AIG’s new management team last year proposed that its employees give up their “retention” bonuses, or at least reduce them. The response from the 370 or so employees set to rake in $450 million in bonuses through 2010?Take a hike.  “We suggested that early on, but there are people who feel this money was due them,” a source close to the company told The Hill.  It apparently didn’t matter that taxpayers have provided $170 billion and counting to bail out AIG. “Quants,” the people who put together the computer-programmed algorithms behind the complicated hedges and trades that brought down the company, pushed back hard against any notion they should sacrifice their bonuses, the source said.   

Well, why should they. Chris Dodd was the Number #1 recipient of AIG cash through the years, and maybe he had their back. And now blames it on his own incompetence. This is what it has come to. When someone accuses Chris Dodd of being evil, his defense is he is only stupid.   It's far past time to shut down Bailout Nation. And its far past time to remove the utter incompetents "managing" the Treasury Department, the Senate Banking Committee and the House Financial Services Committee.


Now the Wall Street Journal is reporting that Tim Geithner claims he didn;t know about these bonuses, either

An administration official said that despite having engineered the first two rescues of AIG while president of the New York Fed, Mr. Geithner didn't know about the pending bonuses until last week.

So much for the Democrats being the party of intellectuals. Fire them all.


Bonuses at AIG? Don't blame the GOP!

A couple of news items from that noted right wing message machine--MSNBC.
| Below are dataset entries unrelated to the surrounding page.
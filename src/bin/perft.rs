//! Perft runner: leaf counts, per-move divide and detailed counters.
//!
//! Usage:
//! `cargo run --release --bin perft -- --depth 5`
//! `cargo run --release --bin perft -- --fen "<fen>" --depth 4 --divide`
//! `cargo run --release --bin perft -- --depth 4 --counts`
//! `cargo run --release --bin perft -- --depth 6 --threads 8`
//!
//! Set `RUST_LOG=debug` for worker logging.

use std::time::Instant;

use log::info;

use bitboard_chess::errors::{ChessError, ChessResult};
use bitboard_chess::game_state::chess_rules::STARTING_POSITION_FEN;
use bitboard_chess::game_state::chess_types::Position;
use bitboard_chess::move_generation::perft::perft_parallel;
use bitboard_chess::tables::engine_tables::EngineTables;

struct Options {
    fen: String,
    depth: u32,
    threads: usize,
    divide: bool,
    counts: bool,
}

fn parse_args() -> ChessResult<Options> {
    let mut options = Options {
        fen: STARTING_POSITION_FEN.to_string(),
        depth: 4,
        threads: 1,
        divide: false,
        counts: false,
    };
    let mut args = std::env::args().skip(1);
    while let Some(arg) = args.next() {
        let mut value = |flag: &str| {
            args.next()
                .ok_or_else(|| ChessError::malformed(format!("{flag} needs a value")))
        };
        match arg.as_str() {
            "--fen" => options.fen = value("--fen")?,
            "--depth" => {
                options.depth = value("--depth")?
                    .parse()
                    .map_err(|_| ChessError::malformed("--depth expects a number"))?
            }
            "--threads" => {
                options.threads = value("--threads")?
                    .parse()
                    .map_err(|_| ChessError::malformed("--threads expects a number"))?
            }
            "--divide" => options.divide = true,
            "--counts" => options.counts = true,
            other => return Err(ChessError::malformed(format!("unknown argument {other}"))),
        }
    }
    Ok(options)
}

fn main() -> ChessResult<()> {
    env_logger::init();
    let options = parse_args()?;
    let tables = EngineTables::new();
    let mut position = Position::from_fen(&tables, &options.fen)?;
    info!("perft depth {} on {}", options.depth, position.to_fen());

    let started = Instant::now();
    let nodes = if options.divide {
        let mut total = 0;
        for (mv, nodes) in position.divide(options.depth)? {
            println!("{mv}: {nodes}");
            total += nodes;
        }
        total
    } else if options.counts {
        let counts = position.perft_counts(options.depth)?;
        println!("{counts:#?}");
        counts.nodes
    } else {
        perft_parallel(&position, options.depth, options.threads)?
    };

    let elapsed = started.elapsed();
    let nps = (nodes as f64 / elapsed.as_secs_f64().max(1e-9)) as u64;
    println!("nodes {nodes} time {}ms nps {nps}", elapsed.as_millis());
    Ok(())
}
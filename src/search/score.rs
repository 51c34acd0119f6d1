//! Search scores in centipawns, with mate scores encoded near the bounds.

use std::fmt;
use std::ops::{Add, Neg, Sub};

/// Deepest ply the search can reach, quiescence included.
pub const MAX_PLY: usize = 128;

#[derive(Debug, Clone, Copy, PartialEq, Eq, PartialOrd, Ord, Hash, Default)]
pub struct Score(pub i32);

impl Score {
    pub const ZERO: Score = Score(0);
    pub const DRAW: Score = Score(0);
    pub const MATE: Score = Score(32_000);
    pub const INFINITE: Score = Score(32_001);
    pub const MATE_IN_MAX_PLY: Score = Score(32_000 - MAX_PLY as i32);
    pub const MATED_IN_MAX_PLY: Score = Score(-32_000 + MAX_PLY as i32);

    #[inline]
    pub const fn cp(value: i32) -> Self {
        Score(value)
    }

    /// Score for delivering mate `ply` plies from the root.
    #[inline]
    pub const fn mate_in(ply: usize) -> Self {
        Score(Self::MATE.0 - ply as i32)
    }

    /// Score for being mated `ply` plies from the root.
    #[inline]
    pub const fn mated_in(ply: usize) -> Self {
        Score(-Self::MATE.0 + ply as i32)
    }

    #[inline]
    pub const fn is_mate(self) -> bool {
        self.0 >= Self::MATE_IN_MAX_PLY.0 || self.0 <= Self::MATED_IN_MAX_PLY.0
    }

    #[inline]
    pub const fn is_winning_mate(self) -> bool {
        self.0 >= Self::MATE_IN_MAX_PLY.0
    }

    /// Signed number of full moves to mate (negative when being mated).
    pub const fn mate_moves(self) -> Option<i32> {
        if self.0 >= Self::MATE_IN_MAX_PLY.0 {
            Some((Self::MATE.0 - self.0 + 1) / 2)
        } else if self.0 <= Self::MATED_IN_MAX_PLY.0 {
            Some(-(Self::MATE.0 + self.0) / 2)
        } else {
            None
        }
    }

    /// Converts a node-relative mate score to root-independent form for the
    /// transposition table.
    #[inline]
    pub fn to_tt(self, ply: usize) -> Self {
        if self >= Self::MATE_IN_MAX_PLY {
            Score(self.0 + ply as i32)
        } else if self <= Self::MATED_IN_MAX_PLY {
            Score(self.0 - ply as i32)
        } else {
            self
        }
    }

    #[inline]
    pub fn from_tt(self, ply: usize) -> Self {
        if self >= Self::MATE_IN_MAX_PLY {
            Score(self.0 - ply as i32)
        } else if self <= Self::MATED_IN_MAX_PLY {
            Score(self.0 + ply as i32)
        } else {
            self
        }
    }
}

impl Neg for Score {
    type Output = Score;
    #[inline]
    fn neg(self) -> Score {
        Score(-self.0)
    }
}

impl Add<i32> for Score {
    type Output = Score;
    #[inline]
    fn add(self, rhs: i32) -> Score {
        Score(self.0 + rhs)
    }
}

impl Sub<i32> for Score {
    type Output = Score;
    #[inline]
    fn sub(self, rhs: i32) -> Score {
        Score(self.0 - rhs)
    }
}

impl fmt::Display for Score {
    /// `cp 35` or `mate 3` / `mate -2`.
    fn fmt(&self, f: &mut fmt::Formatter<'_>) -> fmt::Result {
        match self.mate_moves() {
            Some(moves) => write!(f, "mate {moves}"),
            None => write!(f, "cp {}", self.0),
        }
    }
}
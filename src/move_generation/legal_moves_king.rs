//! King steps and castling.

use crate::game_state::chess_rules::castling_moves_for;
use crate::game_state::chess_types::*;
use crate::move_generation::move_generator::{GenContext, GenerationKind};
use crate::move_generation::move_list::MoveList;
use crate::moves::bitboard::Bitboard;
use crate::moves::leaper_attacks::king_attacks;
use crate::moves::move_descriptions::{Move, MoveFlag};

/// King destinations are tested with the king lifted off the board so a
/// slider cannot be "blocked" by the king it is attacking.
pub(crate) fn generate_king_moves<K: GenerationKind>(
    ctx: &GenContext<'_, '_>,
    list: &mut MoveList,
) {
    let from = ctx.king;
    let attacks = king_attacks(from);
    let without_king = ctx.occupancy ^ Bitboard::from_square(from);
    let safe = |to: Square| !ctx.position.is_square_attacked(to, ctx.them, without_king);

    if K::CAPTURES {
        for to in attacks & ctx.position.occupancy_of(ctx.them) {
            if safe(to) {
                list.push(Move::new(from, to));
            }
        }
    }
    if K::QUIETS {
        for to in attacks & !ctx.occupancy {
            if safe(to) {
                ctx.emit::<K>(list, Move::new(from, to), true);
            }
        }
    }
}

/// Castling: right held, path between king and rook empty, and no square the
/// king crosses attacked. Only called when not in check.
pub(crate) fn generate_castling_moves<K: GenerationKind>(
    ctx: &GenContext<'_, '_>,
    list: &mut MoveList,
) {
    if !K::QUIETS {
        return;
    }
    let rights = ctx.position.castling_rights();
    for castle in castling_moves_for(ctx.us) {
        if rights & castle.right == 0 || (castle.empty_path & ctx.occupancy).is_not_empty() {
            continue;
        }
        let mut path = castle.king_path;
        if path.any(|square| ctx.position.is_square_attacked(square, ctx.them, ctx.occupancy)) {
            continue;
        }
        ctx.emit::<K>(
            list,
            Move::with_flag(castle.king_from, castle.king_to, MoveFlag::Castle),
            true,
        );
    }
}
First, this..AIG’s turmoil depletes Obama’s political capital

President Obama's apparent inability to block executive bonuses at insurance giant AIG has dealt a sharp blow to his young administration and is threatening to derail both public and congressional support for his ambitious political agenda.

I notice my own Senator, Chris Dodd, has finally found his voice about this debacle.

I warned them this would be met with an unprecedented level of outrage," Sen. Christopher J. Dodd (D-Conn.),

No, Chris, What should generate an "unprecedented level of outrage" is that you wrote the TARP bill and failed to put appropriate safeguards in the bill to protect the taxpayers.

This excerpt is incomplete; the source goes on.